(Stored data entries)

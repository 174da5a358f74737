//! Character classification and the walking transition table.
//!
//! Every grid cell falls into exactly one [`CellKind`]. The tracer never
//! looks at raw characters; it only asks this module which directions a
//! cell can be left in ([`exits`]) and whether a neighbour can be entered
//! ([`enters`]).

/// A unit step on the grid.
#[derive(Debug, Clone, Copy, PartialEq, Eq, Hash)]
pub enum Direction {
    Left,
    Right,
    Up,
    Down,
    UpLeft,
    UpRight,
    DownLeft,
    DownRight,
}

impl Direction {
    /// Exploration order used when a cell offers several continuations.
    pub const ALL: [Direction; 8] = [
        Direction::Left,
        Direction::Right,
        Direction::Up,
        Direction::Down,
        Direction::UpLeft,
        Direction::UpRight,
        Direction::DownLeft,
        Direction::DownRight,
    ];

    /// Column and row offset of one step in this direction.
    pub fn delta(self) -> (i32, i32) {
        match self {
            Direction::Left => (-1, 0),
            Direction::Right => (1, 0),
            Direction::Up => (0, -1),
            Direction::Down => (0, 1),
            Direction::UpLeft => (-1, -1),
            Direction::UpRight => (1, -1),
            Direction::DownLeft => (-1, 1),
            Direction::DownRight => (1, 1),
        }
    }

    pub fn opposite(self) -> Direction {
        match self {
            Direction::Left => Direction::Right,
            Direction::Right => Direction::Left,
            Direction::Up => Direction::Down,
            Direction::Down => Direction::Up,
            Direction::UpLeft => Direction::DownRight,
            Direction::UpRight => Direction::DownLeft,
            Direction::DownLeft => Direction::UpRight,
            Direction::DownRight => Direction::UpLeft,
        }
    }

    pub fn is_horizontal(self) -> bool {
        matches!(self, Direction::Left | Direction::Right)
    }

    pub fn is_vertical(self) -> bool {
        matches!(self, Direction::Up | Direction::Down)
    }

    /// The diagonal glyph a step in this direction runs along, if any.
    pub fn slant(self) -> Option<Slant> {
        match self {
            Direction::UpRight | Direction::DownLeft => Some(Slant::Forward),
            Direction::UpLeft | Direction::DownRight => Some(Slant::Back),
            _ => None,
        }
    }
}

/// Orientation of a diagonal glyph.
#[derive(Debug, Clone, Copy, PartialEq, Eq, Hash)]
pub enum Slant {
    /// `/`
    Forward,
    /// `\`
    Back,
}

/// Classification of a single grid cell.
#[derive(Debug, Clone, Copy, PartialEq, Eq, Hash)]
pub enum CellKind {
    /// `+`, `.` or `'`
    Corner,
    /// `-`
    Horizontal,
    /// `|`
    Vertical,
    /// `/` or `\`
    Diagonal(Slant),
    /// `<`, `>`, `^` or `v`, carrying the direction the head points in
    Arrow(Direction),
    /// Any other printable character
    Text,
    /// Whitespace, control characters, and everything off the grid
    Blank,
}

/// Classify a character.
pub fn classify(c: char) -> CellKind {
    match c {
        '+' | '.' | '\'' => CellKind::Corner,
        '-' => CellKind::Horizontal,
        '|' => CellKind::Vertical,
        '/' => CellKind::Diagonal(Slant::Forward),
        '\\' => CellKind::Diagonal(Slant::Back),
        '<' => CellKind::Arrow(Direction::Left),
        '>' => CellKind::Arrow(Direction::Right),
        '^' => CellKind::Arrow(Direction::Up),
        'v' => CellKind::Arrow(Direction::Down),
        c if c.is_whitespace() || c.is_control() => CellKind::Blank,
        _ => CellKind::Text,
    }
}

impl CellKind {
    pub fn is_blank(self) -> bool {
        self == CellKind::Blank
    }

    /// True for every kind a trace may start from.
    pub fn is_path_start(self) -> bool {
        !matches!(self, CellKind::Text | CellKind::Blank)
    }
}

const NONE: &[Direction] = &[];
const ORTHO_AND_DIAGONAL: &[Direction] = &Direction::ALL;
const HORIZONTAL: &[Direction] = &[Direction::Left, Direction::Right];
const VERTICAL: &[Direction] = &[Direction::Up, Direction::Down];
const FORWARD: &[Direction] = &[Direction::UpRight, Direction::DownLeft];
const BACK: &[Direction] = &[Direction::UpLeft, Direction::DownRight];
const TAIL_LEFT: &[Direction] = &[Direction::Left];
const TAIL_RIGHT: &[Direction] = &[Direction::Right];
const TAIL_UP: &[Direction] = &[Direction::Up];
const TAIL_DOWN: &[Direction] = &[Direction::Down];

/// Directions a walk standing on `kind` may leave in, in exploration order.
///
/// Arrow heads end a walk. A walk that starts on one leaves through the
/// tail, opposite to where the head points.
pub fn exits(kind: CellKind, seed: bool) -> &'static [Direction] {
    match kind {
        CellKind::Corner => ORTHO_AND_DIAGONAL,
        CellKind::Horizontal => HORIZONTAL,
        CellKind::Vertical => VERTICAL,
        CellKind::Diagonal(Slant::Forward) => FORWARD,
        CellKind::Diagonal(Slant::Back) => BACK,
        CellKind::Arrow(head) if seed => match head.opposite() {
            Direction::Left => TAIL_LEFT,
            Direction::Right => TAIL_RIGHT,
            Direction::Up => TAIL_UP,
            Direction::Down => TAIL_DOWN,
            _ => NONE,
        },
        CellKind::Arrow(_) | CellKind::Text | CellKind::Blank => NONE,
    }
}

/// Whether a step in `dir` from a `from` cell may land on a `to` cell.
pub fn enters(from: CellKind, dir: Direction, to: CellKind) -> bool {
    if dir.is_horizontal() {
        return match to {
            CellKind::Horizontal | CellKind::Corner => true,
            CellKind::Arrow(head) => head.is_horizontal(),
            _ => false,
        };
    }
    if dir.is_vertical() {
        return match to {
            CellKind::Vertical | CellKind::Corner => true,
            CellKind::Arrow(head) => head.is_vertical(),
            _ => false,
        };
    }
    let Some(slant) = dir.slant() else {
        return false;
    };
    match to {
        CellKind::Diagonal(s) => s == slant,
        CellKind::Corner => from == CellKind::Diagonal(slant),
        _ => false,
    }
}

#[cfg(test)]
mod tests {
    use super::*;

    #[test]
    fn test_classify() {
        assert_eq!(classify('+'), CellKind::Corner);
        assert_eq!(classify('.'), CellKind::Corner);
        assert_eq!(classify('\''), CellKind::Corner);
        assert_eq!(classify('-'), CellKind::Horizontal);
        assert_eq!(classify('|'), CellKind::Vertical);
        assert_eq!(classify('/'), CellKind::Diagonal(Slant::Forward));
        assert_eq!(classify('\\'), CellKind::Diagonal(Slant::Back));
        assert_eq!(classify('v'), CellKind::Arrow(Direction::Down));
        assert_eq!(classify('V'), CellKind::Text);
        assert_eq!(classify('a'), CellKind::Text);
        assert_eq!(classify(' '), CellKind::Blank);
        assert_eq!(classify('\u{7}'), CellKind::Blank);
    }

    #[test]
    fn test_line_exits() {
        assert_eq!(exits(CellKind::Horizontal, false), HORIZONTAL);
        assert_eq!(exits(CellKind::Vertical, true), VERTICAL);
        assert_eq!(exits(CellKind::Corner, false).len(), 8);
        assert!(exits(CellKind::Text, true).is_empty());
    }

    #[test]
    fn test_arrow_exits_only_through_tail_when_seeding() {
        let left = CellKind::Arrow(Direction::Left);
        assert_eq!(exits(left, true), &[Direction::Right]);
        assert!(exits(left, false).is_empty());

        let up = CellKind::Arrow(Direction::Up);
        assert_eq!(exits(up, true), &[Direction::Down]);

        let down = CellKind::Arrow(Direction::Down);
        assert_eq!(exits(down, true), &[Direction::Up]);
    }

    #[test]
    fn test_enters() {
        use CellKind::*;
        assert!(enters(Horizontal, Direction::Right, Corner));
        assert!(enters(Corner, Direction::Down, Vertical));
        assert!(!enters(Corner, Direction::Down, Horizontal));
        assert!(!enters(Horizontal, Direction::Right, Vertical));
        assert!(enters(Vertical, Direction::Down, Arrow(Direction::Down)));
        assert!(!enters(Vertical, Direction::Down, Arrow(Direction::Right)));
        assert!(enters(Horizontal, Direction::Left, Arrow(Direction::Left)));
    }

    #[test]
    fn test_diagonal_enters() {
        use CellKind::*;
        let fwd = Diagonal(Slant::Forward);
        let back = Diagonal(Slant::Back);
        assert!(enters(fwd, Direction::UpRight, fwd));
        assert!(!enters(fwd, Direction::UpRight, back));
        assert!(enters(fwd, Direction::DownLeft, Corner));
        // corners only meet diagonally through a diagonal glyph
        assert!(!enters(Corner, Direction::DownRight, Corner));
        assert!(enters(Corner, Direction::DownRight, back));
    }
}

Task to complete =>
What do the lines above say from the one containing "CellKind::Diagonal(s) => s" down to the one containing "assert_eq!(classify('|'), CellKind::Vertical);"? Return them exactly, both end lines included, and only them.

Reply to the task =>
        CellKind::Diagonal(s) => s == slant,
        CellKind::Corner => from == CellKind::Diagonal(slant),
        _ => false,
    }
}

#[cfg(test)]
mod tests {
    use super::*;

    #[test]
    fn test_classify() {
        assert_eq!(classify('+'), CellKind::Corner);
        assert_eq!(classify('.'), CellKind::Corner);
        assert_eq!(classify('\''), CellKind::Corner);
        assert_eq!(classify('-'), CellKind::Horizontal);
        assert_eq!(classify('|'), CellKind::Vertical);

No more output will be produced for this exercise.